- [Exercise] The response must contain every line from the records below that has "Array".

Data excerpts:
= = = =
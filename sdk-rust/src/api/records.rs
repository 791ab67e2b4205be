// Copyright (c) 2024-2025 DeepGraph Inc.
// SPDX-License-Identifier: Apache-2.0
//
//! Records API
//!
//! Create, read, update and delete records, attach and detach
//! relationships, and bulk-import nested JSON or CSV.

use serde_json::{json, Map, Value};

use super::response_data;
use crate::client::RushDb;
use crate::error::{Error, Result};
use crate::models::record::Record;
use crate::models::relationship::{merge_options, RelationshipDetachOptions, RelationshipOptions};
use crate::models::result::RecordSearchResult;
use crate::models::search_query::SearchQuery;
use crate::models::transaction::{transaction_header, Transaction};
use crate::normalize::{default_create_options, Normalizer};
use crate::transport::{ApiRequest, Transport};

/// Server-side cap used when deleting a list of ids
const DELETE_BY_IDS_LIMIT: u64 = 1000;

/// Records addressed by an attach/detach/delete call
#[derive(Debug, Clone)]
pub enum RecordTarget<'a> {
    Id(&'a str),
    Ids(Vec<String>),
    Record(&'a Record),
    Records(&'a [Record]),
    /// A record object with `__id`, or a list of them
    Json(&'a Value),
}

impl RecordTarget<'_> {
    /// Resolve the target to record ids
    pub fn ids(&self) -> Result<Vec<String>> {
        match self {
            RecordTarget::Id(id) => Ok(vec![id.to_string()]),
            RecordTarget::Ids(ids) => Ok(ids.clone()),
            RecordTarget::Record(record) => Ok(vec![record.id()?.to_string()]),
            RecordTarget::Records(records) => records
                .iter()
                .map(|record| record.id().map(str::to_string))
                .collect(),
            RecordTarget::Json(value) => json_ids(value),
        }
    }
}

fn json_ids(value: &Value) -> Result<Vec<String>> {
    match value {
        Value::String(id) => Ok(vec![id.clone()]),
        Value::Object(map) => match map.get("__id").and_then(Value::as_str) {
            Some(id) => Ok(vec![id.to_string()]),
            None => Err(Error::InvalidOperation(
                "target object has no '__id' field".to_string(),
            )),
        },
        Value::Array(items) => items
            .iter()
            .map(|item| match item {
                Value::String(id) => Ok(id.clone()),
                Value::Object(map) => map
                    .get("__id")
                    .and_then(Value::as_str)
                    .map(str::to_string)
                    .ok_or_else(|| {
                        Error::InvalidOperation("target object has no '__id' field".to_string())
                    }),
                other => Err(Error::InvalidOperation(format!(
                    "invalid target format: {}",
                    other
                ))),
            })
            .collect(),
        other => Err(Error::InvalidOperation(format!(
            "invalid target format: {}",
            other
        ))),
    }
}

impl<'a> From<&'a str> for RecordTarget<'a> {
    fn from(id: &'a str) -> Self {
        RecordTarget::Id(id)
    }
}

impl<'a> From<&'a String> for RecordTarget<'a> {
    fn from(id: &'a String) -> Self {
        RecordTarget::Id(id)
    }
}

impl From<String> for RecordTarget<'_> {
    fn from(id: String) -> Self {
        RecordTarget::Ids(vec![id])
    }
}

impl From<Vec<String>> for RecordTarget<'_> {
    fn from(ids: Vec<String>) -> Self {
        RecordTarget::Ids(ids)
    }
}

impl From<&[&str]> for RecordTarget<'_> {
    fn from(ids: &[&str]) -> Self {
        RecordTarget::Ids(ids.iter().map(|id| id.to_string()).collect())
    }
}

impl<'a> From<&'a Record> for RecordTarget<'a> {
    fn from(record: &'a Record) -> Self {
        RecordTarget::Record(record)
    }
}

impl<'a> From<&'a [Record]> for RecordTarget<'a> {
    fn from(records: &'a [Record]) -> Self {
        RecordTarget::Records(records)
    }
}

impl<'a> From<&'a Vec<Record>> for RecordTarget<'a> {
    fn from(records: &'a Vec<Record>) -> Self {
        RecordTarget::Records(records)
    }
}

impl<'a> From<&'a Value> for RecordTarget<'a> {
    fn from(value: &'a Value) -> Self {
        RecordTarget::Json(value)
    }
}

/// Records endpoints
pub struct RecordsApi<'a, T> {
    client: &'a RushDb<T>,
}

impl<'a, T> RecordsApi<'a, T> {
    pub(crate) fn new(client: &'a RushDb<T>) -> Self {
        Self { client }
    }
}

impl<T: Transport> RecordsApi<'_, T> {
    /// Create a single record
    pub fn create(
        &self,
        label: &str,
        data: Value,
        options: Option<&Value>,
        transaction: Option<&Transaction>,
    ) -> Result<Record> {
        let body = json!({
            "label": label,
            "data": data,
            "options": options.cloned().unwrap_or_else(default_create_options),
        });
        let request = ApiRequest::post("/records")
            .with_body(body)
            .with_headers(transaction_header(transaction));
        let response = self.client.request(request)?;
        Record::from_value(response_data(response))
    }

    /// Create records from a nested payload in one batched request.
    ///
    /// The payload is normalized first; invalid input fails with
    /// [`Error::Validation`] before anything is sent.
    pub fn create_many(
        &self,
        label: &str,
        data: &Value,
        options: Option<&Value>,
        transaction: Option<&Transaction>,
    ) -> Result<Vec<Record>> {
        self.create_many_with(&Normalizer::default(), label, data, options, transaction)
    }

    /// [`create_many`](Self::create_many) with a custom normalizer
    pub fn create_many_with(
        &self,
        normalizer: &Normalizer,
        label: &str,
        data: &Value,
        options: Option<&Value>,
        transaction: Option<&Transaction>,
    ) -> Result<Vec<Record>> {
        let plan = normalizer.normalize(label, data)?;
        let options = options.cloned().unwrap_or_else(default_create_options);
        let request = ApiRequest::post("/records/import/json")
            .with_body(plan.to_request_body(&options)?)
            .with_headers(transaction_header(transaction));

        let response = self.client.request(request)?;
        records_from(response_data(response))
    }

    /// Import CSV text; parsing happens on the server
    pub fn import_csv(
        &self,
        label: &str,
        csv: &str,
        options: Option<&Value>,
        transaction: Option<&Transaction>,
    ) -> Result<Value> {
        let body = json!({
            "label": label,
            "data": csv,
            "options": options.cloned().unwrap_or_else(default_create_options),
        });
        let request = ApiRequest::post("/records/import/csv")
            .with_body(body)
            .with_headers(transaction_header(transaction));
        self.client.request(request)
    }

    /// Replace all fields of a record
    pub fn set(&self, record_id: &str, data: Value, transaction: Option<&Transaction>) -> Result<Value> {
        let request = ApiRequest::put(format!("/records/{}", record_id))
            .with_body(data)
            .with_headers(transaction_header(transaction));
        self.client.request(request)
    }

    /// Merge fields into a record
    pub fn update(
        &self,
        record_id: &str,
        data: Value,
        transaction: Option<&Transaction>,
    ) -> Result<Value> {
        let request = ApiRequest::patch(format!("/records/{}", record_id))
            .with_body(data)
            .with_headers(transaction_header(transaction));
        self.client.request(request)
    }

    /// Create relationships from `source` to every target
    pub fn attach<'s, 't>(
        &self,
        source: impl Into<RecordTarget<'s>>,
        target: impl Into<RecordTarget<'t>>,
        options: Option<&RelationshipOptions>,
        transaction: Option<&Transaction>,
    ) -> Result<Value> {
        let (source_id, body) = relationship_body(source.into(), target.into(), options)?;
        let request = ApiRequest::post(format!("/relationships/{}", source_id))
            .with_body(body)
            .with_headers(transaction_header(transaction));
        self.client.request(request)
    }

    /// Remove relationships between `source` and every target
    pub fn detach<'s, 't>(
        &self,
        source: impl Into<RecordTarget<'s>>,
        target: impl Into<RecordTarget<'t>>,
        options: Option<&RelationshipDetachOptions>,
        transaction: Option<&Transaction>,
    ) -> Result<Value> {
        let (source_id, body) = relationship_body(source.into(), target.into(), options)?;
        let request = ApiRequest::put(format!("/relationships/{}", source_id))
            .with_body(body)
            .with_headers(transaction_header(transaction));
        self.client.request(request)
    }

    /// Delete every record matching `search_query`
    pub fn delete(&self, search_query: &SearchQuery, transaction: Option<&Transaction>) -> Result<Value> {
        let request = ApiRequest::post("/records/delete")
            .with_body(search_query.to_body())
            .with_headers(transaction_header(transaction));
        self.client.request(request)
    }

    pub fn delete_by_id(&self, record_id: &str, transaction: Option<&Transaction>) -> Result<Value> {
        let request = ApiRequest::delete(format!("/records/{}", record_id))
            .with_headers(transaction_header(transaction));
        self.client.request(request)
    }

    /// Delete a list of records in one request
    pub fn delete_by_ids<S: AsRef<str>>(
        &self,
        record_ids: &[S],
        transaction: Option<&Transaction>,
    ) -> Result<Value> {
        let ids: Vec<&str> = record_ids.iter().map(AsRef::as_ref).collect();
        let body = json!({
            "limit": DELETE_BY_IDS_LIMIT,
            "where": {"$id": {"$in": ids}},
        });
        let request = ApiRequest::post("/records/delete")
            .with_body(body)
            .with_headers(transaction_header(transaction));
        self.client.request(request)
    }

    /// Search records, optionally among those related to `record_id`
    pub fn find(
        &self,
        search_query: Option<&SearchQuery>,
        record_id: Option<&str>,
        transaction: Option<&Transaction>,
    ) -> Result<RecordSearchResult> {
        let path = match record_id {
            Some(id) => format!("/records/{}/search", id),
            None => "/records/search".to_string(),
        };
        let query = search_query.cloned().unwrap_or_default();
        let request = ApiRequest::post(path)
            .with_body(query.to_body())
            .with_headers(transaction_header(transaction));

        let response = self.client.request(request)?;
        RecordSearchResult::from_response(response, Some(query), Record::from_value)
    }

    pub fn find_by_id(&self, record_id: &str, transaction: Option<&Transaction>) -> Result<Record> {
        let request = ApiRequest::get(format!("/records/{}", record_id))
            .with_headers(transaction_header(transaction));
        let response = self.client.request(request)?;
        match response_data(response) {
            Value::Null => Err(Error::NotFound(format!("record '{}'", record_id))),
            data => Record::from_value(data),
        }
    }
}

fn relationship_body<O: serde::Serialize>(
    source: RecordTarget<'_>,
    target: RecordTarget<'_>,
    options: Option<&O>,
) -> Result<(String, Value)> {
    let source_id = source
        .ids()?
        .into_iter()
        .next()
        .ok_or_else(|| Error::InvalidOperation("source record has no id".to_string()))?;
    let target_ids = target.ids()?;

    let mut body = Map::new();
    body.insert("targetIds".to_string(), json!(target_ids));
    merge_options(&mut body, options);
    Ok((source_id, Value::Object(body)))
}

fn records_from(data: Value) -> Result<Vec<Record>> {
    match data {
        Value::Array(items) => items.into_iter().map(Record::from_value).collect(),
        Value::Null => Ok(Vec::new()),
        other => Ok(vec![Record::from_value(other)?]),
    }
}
= = = =
- [Your solution]
        Value::Array(items) => items
        Value::Array(items) => items.into_iter().map(Record::from_value).collect(),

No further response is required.